Go through the listing and count the lines with "redacted" in them; write only the number.

···

use dotenvy::dotenv;
use regex::Regex;
use std::io::{self, Write};
use std::sync::Arc;
use teledock_transport_telegram::config::BotSettings;
use teledock_transport_telegram::runner::run_bot;
use tracing::{error, info};
use tracing_subscriber::{prelude::*, EnvFilter};

const DEFAULT_FILTER: &str =
    "teledock_core=info,teledock_transport_telegram=info,teledock=info,teloxide=warn,hyper=warn,h2=error,tokio=warn";

/// Regex patterns for redacting bot tokens
struct RedactionPatterns {
    url_token: Regex,
    bare_token: Regex,
    bot_token: Regex,
}

impl RedactionPatterns {
    /// Initialize all regex patterns
    ///
    /// # Errors
    ///
    /// Returns an error if any regex pattern is invalid
    fn new() -> Result<Self, regex::Error> {
        Ok(Self {
            url_token: Regex::new(r"(https?://[^/]+/bot)([0-9]+:[A-Za-z0-9_-]+)(/['\s]*)")?,
            bare_token: Regex::new(r"([0-9]{8,10}:[A-Za-z0-9_-]{35})")?,
            bot_token: Regex::new(r"(bot[0-9]{8,10}:)[A-Za-z0-9_-]+")?,
        })
    }

    fn redact(&self, input: &str) -> String {
        let output = self
            .url_token
            .replace_all(input, "$1[TELEGRAM_TOKEN]$3");
        let output = self.bare_token.replace_all(&output, "[TELEGRAM_TOKEN]");
        self.bot_token
            .replace_all(&output, "$1[TELEGRAM_TOKEN]")
            .into_owned()
    }
}

struct RedactingWriter<W: Write> {
    inner: W,
    patterns: Arc<RedactionPatterns>,
}

impl<W: Write> RedactingWriter<W> {
    const fn new(inner: W, patterns: Arc<RedactionPatterns>) -> Self {
        Self { inner, patterns }
    }
}

impl<W: Write> Write for RedactingWriter<W> {
    fn write(&mut self, buf: &[u8]) -> io::Result<usize> {
        let s = String::from_utf8_lossy(buf);
        let redacted = self.patterns.redact(&s);
        self.inner.write_all(redacted.as_bytes())?;
        // The caller wrote `buf.len()` bytes even if redaction changed the length.
        Ok(buf.len())
    }

    fn flush(&mut self) -> io::Result<()> {
        self.inner.flush()
    }
}

struct RedactingMakeWriter<F> {
    make_inner: F,
    patterns: Arc<RedactionPatterns>,
}

impl<F> RedactingMakeWriter<F> {
    const fn new(make_inner: F, patterns: Arc<RedactionPatterns>) -> Self {
        Self {
            make_inner,
            patterns,
        }
    }
}

impl<'a, F, W> tracing_subscriber::fmt::MakeWriter<'a> for RedactingMakeWriter<F>
where
    F: Fn() -> W + 'static,
    W: Write,
{
    type Writer = RedactingWriter<W>;

    fn make_writer(&'a self) -> Self::Writer {
        RedactingWriter::new((self.make_inner)(), self.patterns.clone())
    }
}

#[tokio::main]
async fn main() -> Result<(), Box<dyn std::error::Error>> {
    // Load .env file
    dotenv().ok();

    // Redaction must be ready before the first log line
    let patterns = Arc::new(RedactionPatterns::new().map_err(|e| {
        eprintln!("Failed to compile regex patterns: {e}");
        e
    })?);

    init_logging(patterns);

    info!("Starting Teledock...");

    let settings = init_settings();

    run_bot(settings).await;

    Ok(())
}

fn init_logging(patterns: Arc<RedactionPatterns>) {
    let make_writer = RedactingMakeWriter::new(io::stderr, patterns);

    let debug_mode = std::env::var("TELEDOCK_DEBUG")
        .map(|v| v == "true" || v == "1")
        .unwrap_or(false);

    let filter = if debug_mode {
        EnvFilter::try_from_default_env().unwrap_or_else(|_| EnvFilter::new("debug"))
    } else {
        EnvFilter::try_from_default_env().unwrap_or_else(|_| EnvFilter::new(DEFAULT_FILTER))
    };

    tracing_subscriber::registry()
        .with(filter)
        .with(tracing_subscriber::fmt::layer().with_writer(make_writer))
        .init();
}

fn init_settings() -> Arc<BotSettings> {
    match BotSettings::load() {
        Ok(settings) => {
            info!(
                admins = settings.admins.len(),
                "Configuration loaded successfully."
            );
            Arc::new(settings)
        }
        Err(e) => {
            error!("Failed to load configuration: {}", e);
            std::process::exit(1);
        }
    }
}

···

## Task response
2